Frege on “if”

I’ve been looking at the passage early in the Begriffsschrift where Frege introduces the material conditional — not, of course, using that label, and not of course with our notation. He notes that A \supset B can be affirmed when A is denied or when B is affirmed, and in those cases “there need not exist a causal connection between the two contents” (the content of A and the content of B). One can also


make the judgment A \supset B without knowing whether A and B are to be affirmed or denied. For example, let denote the circumstance that the Moon is in quadrature [with the sun] and B the circumstance that it appears as a semicircle. In this case A \supset B can be translated with the aid of the connective ‘if’: ‘If the moon is in quadrature, then it appears as a semicircle’. The causal link implicit in the word ‘if’, however, is not expressed by our symbols, although a judgement of this kind can be made only on the basis of such a link.


That’s Michael Beaney’s translation, with notation changed: but other translations don’t differ in relevant ways. In particular, they all use the word ‘causal’ in rendering Frege’s remarks. And this is what caught my eye.
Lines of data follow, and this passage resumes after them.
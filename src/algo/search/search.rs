use crate::algo::base::{advance, distance, successor};
use crate::iter::{
    Bidirectional, BidirectionalTag, ContiguousTag, ForwardTag, InputTag, RandomAccessTag,
    ReverseView, Sequence,
};

/// Returns the first position in `[first, last)` whose value equals `value`, or `last`.
///
/// # Examples
/// ```
/// # use generic_algo::algo::find;
/// let words = ["a", "b", "c"].map(String::from);
/// assert_eq!(find(&words[..], 0, 3, "b"), 1);
/// assert_eq!(find(&words[..], 0, 3, "z"), 3);
/// ```
pub fn find<S, V>(seq: &S, first: S::Position, last: S::Position, value: &V) -> S::Position
where
    S: Sequence + ?Sized,
    S::Value: PartialEq<V>,
    V: ?Sized,
{
    find_if(seq, first, last, |item| item == value)
}

/// Returns the first position in `[first, last)` whose value satisfies `pred`, or `last`.
pub fn find_if<S, P>(seq: &S, mut first: S::Position, last: S::Position, mut pred: P) -> S::Position
where
    S: Sequence + ?Sized,
    P: FnMut(&S::Value) -> bool,
{
    while first != last && !pred(seq.at(&first)) {
        seq.next(&mut first);
    }
    first
}

/// Returns the first position `i` in `[first, last)` whose value equals the value after it, or
/// `last` if there is no such pair.
///
/// # Examples
/// ```
/// # use generic_algo::algo::adjacent_find;
/// let values = [1, 2, 3, 3, 4, 4];
/// assert_eq!(adjacent_find(&values[..], 0, 6), 2);
/// assert_eq!(adjacent_find(&values[..], 0, 3), 3);
/// ```
pub fn adjacent_find<S>(seq: &S, first: S::Position, last: S::Position) -> S::Position
where
    S: Sequence + ?Sized,
    S::Value: PartialEq,
{
    adjacent_find_by(seq, first, last, |a, b| a == b)
}

pub fn adjacent_find_by<S, P>(seq: &S, mut first: S::Position, last: S::Position, mut pred: P) -> S::Position
where
    S: Sequence + ?Sized,
    P: FnMut(&S::Value, &S::Value) -> bool,
{
    if first == last {
        return last;
    }
    let mut next = successor(seq, &first);
    while next != last {
        if pred(seq.at(&first), seq.at(&next)) {
            return first;
        }
        first = next.clone();
        seq.next(&mut next);
    }
    last
}

/// Counts the values in `[first, last)` that equal `value`.
pub fn count<S, V>(seq: &S, first: S::Position, last: S::Position, value: &V) -> usize
where
    S: Sequence + ?Sized,
    S::Value: PartialEq<V>,
    V: ?Sized,
{
    count_if(seq, first, last, |item| item == value)
}

/// Counts the values in `[first, last)` that satisfy `pred`.
pub fn count_if<S, P>(seq: &S, mut first: S::Position, last: S::Position, mut pred: P) -> usize
where
    S: Sequence + ?Sized,
    P: FnMut(&S::Value) -> bool,
{
    let mut n = 0;
    while first != last {
        if pred(seq.at(&first)) {
            n += 1;
        }
        seq.next(&mut first);
    }
    n
}

/// Returns the first position in `[first1, last1)` whose value equals any value of
/// `[first2, last2)`, or `last1`.
///
/// # Examples
/// ```
/// # use generic_algo::algo::find_first_of;
/// let text = ['h', 'e', 'l', 'l', 'o'];
/// let vowels = ['a', 'e', 'i', 'o', 'u'];
/// assert_eq!(find_first_of(&text[..], 0, 5, &vowels[..], 0, 5), 1);
/// ```
pub fn find_first_of<S1, S2>(
    s1: &S1,
    first1: S1::Position,
    last1: S1::Position,
    s2: &S2,
    first2: S2::Position,
    last2: S2::Position,
) -> S1::Position
where
    S1: Sequence + ?Sized,
    S2: Sequence + ?Sized,
    S1::Value: PartialEq<S2::Value>,
{
    find_first_of_by(s1, first1, last1, s2, first2, last2, |a, b| a == b)
}

pub fn find_first_of_by<S1, S2, P>(
    s1: &S1,
    first1: S1::Position,
    last1: S1::Position,
    s2: &S2,
    first2: S2::Position,
    last2: S2::Position,
    mut pred: P,
) -> S1::Position
where
    S1: Sequence + ?Sized,
    S2: Sequence + ?Sized,
    P: FnMut(&S1::Value, &S2::Value) -> bool,
{
    find_if(s1, first1, last1, |a| {
        let mut pos = first2.clone();
        while pos != last2 {
            if pred(a, s2.at(&pos)) {
                return true;
            }
            s2.next(&mut pos);
        }
        false
    })
}

/// Returns the position of the first smallest value in `[first, last)`, or `last` if the range is
/// empty.
///
/// # Examples
/// ```
/// # use generic_algo::algo::{max_element, min_element};
/// let values = [3, 1, 4, 1, 5, 9, 2, 9];
/// assert_eq!(min_element(&values[..], 0, 8), 1);
/// assert_eq!(max_element(&values[..], 0, 8), 5);
/// ```
pub fn min_element<S>(seq: &S, first: S::Position, last: S::Position) -> S::Position
where
    S: Sequence + ?Sized,
    S::Value: PartialOrd,
{
    min_element_by(seq, first, last, |a, b| a < b)
}

pub fn min_element_by<S, F>(seq: &S, mut first: S::Position, last: S::Position, mut less: F) -> S::Position
where
    S: Sequence + ?Sized,
    F: FnMut(&S::Value, &S::Value) -> bool,
{
    if first == last {
        return first;
    }
    let mut result = first.clone();
    seq.next(&mut first);
    while first != last {
        if less(seq.at(&first), seq.at(&result)) {
            result = first.clone();
        }
        seq.next(&mut first);
    }
    result
}

/// Returns the position of the first greatest value in `[first, last)`, or `last` if the range is
/// empty.
pub fn max_element<S>(seq: &S, first: S::Position, last: S::Position) -> S::Position
where
    S: Sequence + ?Sized,
    S::Value: PartialOrd,
{
    max_element_by(seq, first, last, |a, b| a < b)
}

pub fn max_element_by<S, F>(seq: &S, mut first: S::Position, last: S::Position, mut less: F) -> S::Position
where
    S: Sequence + ?Sized,
    F: FnMut(&S::Value, &S::Value) -> bool,
{
    if first == last {
        return first;
    }
    let mut result = first.clone();
    seq.next(&mut first);
    while first != last {
        if less(seq.at(&result), seq.at(&first)) {
            result = first.clone();
        }
        seq.next(&mut first);
    }
    result
}

/// Returns the start of the first occurrence of `[first2, last2)` as a subrange of
/// `[first1, last1)`, or `last1` if there is none. An empty pattern occurs at `first1`.
///
/// # Examples
/// ```
/// # use generic_algo::algo::search;
/// let text = *b"abcabcd";
/// assert_eq!(search(&text[..], 0, 7, &b"abcd"[..], 0, 4), 3);
/// assert_eq!(search(&text[..], 0, 7, &b"abd"[..], 0, 3), 7);
/// ```
pub fn search<S1, S2>(
    s1: &S1,
    first1: S1::Position,
    last1: S1::Position,
    s2: &S2,
    first2: S2::Position,
    last2: S2::Position,
) -> S1::Position
where
    S1: Sequence + ?Sized,
    S2: Sequence + ?Sized,
    S1::Value: PartialEq<S2::Value>,
{
    search_by(s1, first1, last1, s2, first2, last2, |a, b| a == b)
}

pub fn search_by<S1, S2, P>(
    s1: &S1,
    mut first1: S1::Position,
    last1: S1::Position,
    s2: &S2,
    first2: S2::Position,
    last2: S2::Position,
    mut pred: P,
) -> S1::Position
where
    S1: Sequence + ?Sized,
    S2: Sequence + ?Sized,
    P: FnMut(&S1::Value, &S2::Value) -> bool,
{
    let mut d1 = distance(s1, first1.clone(), last1.clone());
    let d2 = distance(s2, first2.clone(), last2.clone());
    if d1 < d2 {
        return last1;
    }

    let mut current1 = first1.clone();
    let mut current2 = first2.clone();
    while current2 != last2 {
        if pred(s1.at(&current1), s2.at(&current2)) {
            s1.next(&mut current1);
            s2.next(&mut current2);
        } else if d1 == d2 {
            // The pattern no longer fits in the rest of the range.
            return last1;
        } else {
            s1.next(&mut first1);
            current1 = first1.clone();
            current2 = first2.clone();
            d1 -= 1;
        }
    }
    first1
}

/// Returns the start of the first run of `count` consecutive values in `[first, last)` that equal
/// `value`, or `last` if there is none. A run of zero values occurs at `first`.
///
/// # Examples
/// ```
/// # use generic_algo::algo::search_n;
/// let values = [1, 7, 7, 2, 7, 7, 7];
/// assert_eq!(search_n(&values[..], 0, 7, 3, &7), 4);
/// assert_eq!(search_n(&values[..], 0, 7, 4, &7), 7);
/// ```
pub fn search_n<S, V>(seq: &S, first: S::Position, last: S::Position, count: usize, value: &V) -> S::Position
where
    S: Sequence + ?Sized,
    S::Value: PartialEq<V>,
    V: ?Sized,
{
    search_n_by(seq, first, last, count, value, |a, b| a == b)
}

pub fn search_n_by<S, V, P>(
    seq: &S,
    first: S::Position,
    last: S::Position,
    count: usize,
    value: &V,
    mut pred: P,
) -> S::Position
where
    S: Sequence + ?Sized,
    V: ?Sized,
    P: FnMut(&S::Value, &V) -> bool,
{
    if count == 0 {
        return first;
    }

    let mut first = find_if(seq, first, last.clone(), |item| pred(item, value));
    while first != last {
        let mut n = count - 1;
        let mut pos = successor(seq, &first);
        while pos != last && n != 0 && pred(seq.at(&pos), value) {
            seq.next(&mut pos);
            n -= 1;
        }
        if n == 0 {
            return first;
        }
        first = find_if(seq, pos, last.clone(), |item| pred(item, value));
    }
    last
}

/// Returns the start of the last occurrence of `[first2, last2)` as a subrange of
/// `[first1, last1)`, or `last1` if there is none, including when the pattern is empty.
///
/// When both sequences are at least bidirectional, the search runs backwards from `last1` and stops
/// at the first match. Otherwise, a forward search is repeated past every match until none is left.
///
/// # Examples
/// ```
/// # use generic_algo::algo::find_end;
/// # use generic_algo::iter::ForwardView;
/// let text = [1, 2, 3, 1, 2, 3, 1];
/// let pattern = [1, 2];
/// assert_eq!(find_end(&text[..], 0, 7, &pattern[..], 0, 2), 3);
/// assert_eq!(find_end(&ForwardView(&text[..]), 0, 7, &pattern[..], 0, 2), 3);
/// assert_eq!(find_end(&text[..], 0, 7, &pattern[..], 0, 0), 7);
/// ```
pub fn find_end<S1, S2>(
    s1: &S1,
    first1: S1::Position,
    last1: S1::Position,
    s2: &S2,
    first2: S2::Position,
    last2: S2::Position,
) -> S1::Position
where
    S1: Sequence + ?Sized,
    S2: Sequence + ?Sized,
    S1::Value: PartialEq<S2::Value>,
    (S1::Category, S2::Category): FindEndDispatch<S1, S2>,
{
    find_end_by(s1, first1, last1, s2, first2, last2, |a, b| a == b)
}

pub fn find_end_by<S1, S2, P>(
    s1: &S1,
    first1: S1::Position,
    last1: S1::Position,
    s2: &S2,
    first2: S2::Position,
    last2: S2::Position,
    mut pred: P,
) -> S1::Position
where
    S1: Sequence + ?Sized,
    S2: Sequence + ?Sized,
    P: FnMut(&S1::Value, &S2::Value) -> bool,
    (S1::Category, S2::Category): FindEndDispatch<S1, S2>,
{
    <(S1::Category, S2::Category)>::find_end(s1, first1, last1, s2, first2, last2, &mut pred)
}

/// Selects the [`find_end`] strategy from the capabilities of both sequences, implemented for the
/// pair of their tags.
pub trait FindEndDispatch<S1: Sequence + ?Sized, S2: Sequence + ?Sized> {
    fn find_end<P>(
        s1: &S1,
        first1: S1::Position,
        last1: S1::Position,
        s2: &S2,
        first2: S2::Position,
        last2: S2::Position,
        pred: &mut P,
    ) -> S1::Position
    where
        P: FnMut(&S1::Value, &S2::Value) -> bool;
}

fn find_end_forward<S1, S2, P>(
    s1: &S1,
    mut first1: S1::Position,
    last1: S1::Position,
    s2: &S2,
    first2: S2::Position,
    last2: S2::Position,
    pred: &mut P,
) -> S1::Position
where
    S1: Sequence + ?Sized,
    S2: Sequence + ?Sized,
    P: FnMut(&S1::Value, &S2::Value) -> bool,
{
    if first2 == last2 {
        return last1;
    }

    let mut result = last1.clone();
    loop {
        let found = search_by(s1, first1, last1.clone(), s2, first2.clone(), last2.clone(), &mut *pred);
        if found == last1 {
            return result;
        }
        first1 = successor(s1, &found);
        result = found;
    }
}

fn find_end_backward<S1, S2, P>(
    s1: &S1,
    first1: S1::Position,
    last1: S1::Position,
    s2: &S2,
    first2: S2::Position,
    last2: S2::Position,
    pred: &mut P,
) -> S1::Position
where
    S1: Bidirectional + ?Sized,
    S2: Bidirectional + ?Sized,
    P: FnMut(&S1::Value, &S2::Value) -> bool,
{
    if first2 == last2 {
        return last1;
    }

    let len2 = distance(s2, first2.clone(), last2.clone());
    // Reverse view positions are the base positions just past the values they refer to.
    let found = search_by(
        &ReverseView(s1), last1.clone(), first1.clone(),
        &ReverseView(s2), last2, first2,
        &mut *pred,
    );
    if found == first1 {
        return last1;
    }
    let mut result = found;
    advance(s1, &mut result, -len2);
    result
}

macro_rules! find_end_forward {
    ($(($a:ident, $b:ident)),+ $(,)?) => {
        $(
            impl<S1, S2> FindEndDispatch<S1, S2> for ($a, $b)
            where
                S1: Sequence + ?Sized,
                S2: Sequence + ?Sized,
            {
                fn find_end<P>(
                    s1: &S1,
                    first1: S1::Position,
                    last1: S1::Position,
                    s2: &S2,
                    first2: S2::Position,
                    last2: S2::Position,
                    pred: &mut P,
                ) -> S1::Position
                where
                    P: FnMut(&S1::Value, &S2::Value) -> bool,
                {
                    find_end_forward(s1, first1, last1, s2, first2, last2, pred)
                }
            }
        )+
    };
}

macro_rules! find_end_backward {
    ($(($a:ident, $b:ident)),+ $(,)?) => {
        $(
            impl<S1, S2> FindEndDispatch<S1, S2> for ($a, $b)
            where
                S1: Bidirectional + ?Sized,
                S2: Bidirectional + ?Sized,
            {
                fn find_end<P>(
                    s1: &S1,
                    first1: S1::Position,
                    last1: S1::Position,
                    s2: &S2,
                    first2: S2::Position,
                    last2: S2::Position,
                    pred: &mut P,
                ) -> S1::Position
                where
                    P: FnMut(&S1::Value, &S2::Value) -> bool,
                {
                    find_end_backward(s1, first1, last1, s2, first2, last2, pred)
                }
            }
        )+
    };
}

find_end_forward!(
    (InputTag, InputTag),
    (InputTag, ForwardTag),
    (InputTag, BidirectionalTag),
    (InputTag, RandomAccessTag),
    (InputTag, ContiguousTag),
    (ForwardTag, InputTag),
    (ForwardTag, ForwardTag),
    (ForwardTag, BidirectionalTag),
    (ForwardTag, RandomAccessTag),
    (ForwardTag, ContiguousTag),
    (BidirectionalTag, InputTag),
    (BidirectionalTag, ForwardTag),
    (RandomAccessTag, InputTag),
    (RandomAccessTag, ForwardTag),
    (ContiguousTag, InputTag),
    (ContiguousTag, ForwardTag),
);

find_end_backward!(
    (BidirectionalTag, BidirectionalTag),
    (BidirectionalTag, RandomAccessTag),
    (BidirectionalTag, ContiguousTag),
    (RandomAccessTag, BidirectionalTag),
    (RandomAccessTag, RandomAccessTag),
    (RandomAccessTag, ContiguousTag),
    (ContiguousTag, BidirectionalTag),
    (ContiguousTag, RandomAccessTag),
    (ContiguousTag, ContiguousTag),
);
For Frege seems to be intending to make general claims here. To judge  A \supset B we need not suppose that there is a causal connection or link between A and B, it suffices (of course) to be in a position to deny A or assert B. By contrast, however, a judgement if A then B can only be made on the basis of a causal link. And doesn’t that strike us as an odd line for him to take, given that Frege’s first interest is in the language of arithmetic and the  language of analysis, where causation doesn’t come into it? True arithmetical ‘if’s aren’t causal ‘if’s — or so many of us English-speaking analytic philosophers would be inclined to say (not least because we have read our Frege!).


We might wonder, then about the shared translation here. But the relevant German is “ursächlicher Zusammenhang” and “ursächliche Verknüpfung”; and according to the dictionary ‘ursächlich’ means ‘causal’. So it seems that the translations are right.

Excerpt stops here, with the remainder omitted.